Perry’s Victory and International Peace Memorial National Monument

A 352 foot monument – the world’s most massive Doric column – was constructed in Put-in-Bay, Ohio by a multi-state commission from 1912 to 1915 “to inculcate the lessons of international peace by arbitration and disarmament.” Beneath the stone floor of the monument lie the remains of three American officers and three British officers. It is among the tallest monuments in the United States (the Gateway Arch, San Jacinto Monument, and the Washington Monument are taller). Although substantially completed in 1915, funding problems prevented the proper completion of a fully realized memorial complex. In 1919 the federal government assumed control of the monument and provided additional funding. The official dedication was celebrated on July 31, 1931. In 2002, 2.4 million dollars was spent on a new visitor center.
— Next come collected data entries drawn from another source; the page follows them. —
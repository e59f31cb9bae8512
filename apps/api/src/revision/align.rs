//! Token-sequence alignment.
//!
//! Produces grouped edit opcodes over two token sequences by recursively
//! finding the longest common block and diffing the regions on either side.
//! The recursive form matters: a flat LCS backtrack latches onto whitespace
//! tokens (they all compare equal) and shreds one logical replacement into
//! several unrelated ones.
//!
//! Worst-case cost is the product of the two token counts. Fine for
//! resume-length documents, not meant for large or streaming inputs.

use std::collections::HashMap;

/// One alignment operation over token index ranges `[i1, i2)` in the
/// original sequence and `[j1, j2)` in the cleaned sequence.
#[derive(Debug, Clone, Copy, PartialEq, Eq)]
pub struct Opcode {
    pub tag: OpTag,
    pub i1: usize,
    pub i2: usize,
    pub j1: usize,
    pub j2: usize,
}

#[derive(Debug, Clone, Copy, PartialEq, Eq)]
pub enum OpTag {
    Equal,
    Insert,
    Delete,
    Replace,
}

/// Computes grouped opcodes covering both sequences end to end.
///
/// Opcodes partition `[0, a.len())` and `[0, b.len())` without gaps or
/// overlap, in ascending order. Adjacent opcodes never share a tag.
pub fn opcodes(a: &[&str], b: &[&str]) -> Vec<Opcode> {
    let mut ops = Vec::new();
    let (mut i, mut j) = (0, 0);

    for (block_i, block_j, size) in matching_blocks(a, b) {
        let tag = match (i < block_i, j < block_j) {
            (true, true) => Some(OpTag::Replace),
            (true, false) => Some(OpTag::Delete),
            (false, true) => Some(OpTag::Insert),
            (false, false) => None,
        };
        if let Some(tag) = tag {
            ops.push(Opcode {
                tag,
                i1: i,
                i2: block_i,
                j1: j,
                j2: block_j,
            });
        }
        if size > 0 {
            ops.push(Opcode {
                tag: OpTag::Equal,
                i1: block_i,
                i2: block_i + size,
                j1: block_j,
                j2: block_j + size,
            });
        }
        i = block_i + size;
        j = block_j + size;
    }

    ops
}

/// Maximal common blocks `(i, j, size)` in ascending order, adjacent blocks
/// merged, terminated by the zero-length sentinel `(a.len(), b.len(), 0)`.
fn matching_blocks(a: &[&str], b: &[&str]) -> Vec<(usize, usize, usize)> {
    let mut blocks = Vec::new();
    let mut pending = vec![(0, a.len(), 0, b.len())];

    while let Some((alo, ahi, blo, bhi)) = pending.pop() {
        let (i, j, size) = longest_match(a, b, alo, ahi, blo, bhi);
        if size > 0 {
            blocks.push((i, j, size));
            pending.push((alo, i, blo, j));
            pending.push((i + size, ahi, j + size, bhi));
        }
    }

    blocks.sort_unstable();

    let mut merged: Vec<(usize, usize, usize)> = Vec::new();
    for (i, j, size) in blocks {
        match merged.last_mut() {
            Some(last) if last.0 + last.2 == i && last.1 + last.2 == j => last.2 += size,
            _ => merged.push((i, j, size)),
        }
    }
    merged.push((a.len(), b.len(), 0));
    merged
}

/// Longest block of identical tokens within `a[alo..ahi]` and `b[blo..bhi]`.
///
/// Ties break toward the earliest start in `a`, then in `b`, which keeps the
/// whole alignment deterministic. `run_len[j]` holds the length of the
/// common run ending at `(i, j)`; rebuilding it per row keeps memory at one
/// map instead of a full table.
fn longest_match(
    a: &[&str],
    b: &[&str],
    alo: usize,
    ahi: usize,
    blo: usize,
    bhi: usize,
) -> (usize, usize, usize) {
    let (mut best_i, mut best_j, mut best_size) = (alo, blo, 0);
    let mut run_len: HashMap<usize, usize> = HashMap::new();

    for i in alo..ahi {
        let mut next_run_len = HashMap::new();
        for j in blo..bhi {
            if a[i] == b[j] {
                let len = if j > blo {
                    run_len.get(&(j - 1)).copied().unwrap_or(0) + 1
                } else {
                    1
                };
                next_run_len.insert(j, len);
                if len > best_size {
                    best_i = i + 1 - len;
                    best_j = j + 1 - len;
                    best_size = len;
                }
            }
        }
        run_len = next_run_len;
    }

    (best_i, best_j, best_size)
}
The memorial is visited by 200,000 people each year.

Administrative History

Originally established as Perry’s Victory and International Peace Memorial National Monument by Franklin D. Roosevelt on June 2, 1936 (Proclamation No. 2182), it was redesignated a National Memorial and renamed on October 26, 1972. As with all historic areas administered by the National Park Service, the memorial was listed on the National Register of Historic Places on October 15, 1966. It is the only peace memorial within the National Park Service.

2013 US Quarter

Perry’s Victory and International Peace Memorial were selected to represent Ohio in the multi-year “America the Beautiful” Quarters series, honoring a national site from every US state, district, or territory. Its design shows Oliver Hazard Perry on the coin’s reverse, depicting the site’s statue of Perry with the International Peace Memorial in the distance. The design was selected from eleven proposals.

Structural Concerns

The Memorial had been closed for most of the summer of 2006 after a 500 pound piece of granite broke off the southeast face of the observation deck, falling 315 feet and leaving a crater in the plaza in June. No one was injured. Following a structural assessment that deemed it safe for visitors, the memorial reopened on August 26, 2006, with a fence surrounding it.

The monument closed again on September 30, 2009 for repairs, and reopened on July 3, 2012. The repairs to the observation deck are estimated to have cost about $7,000,000.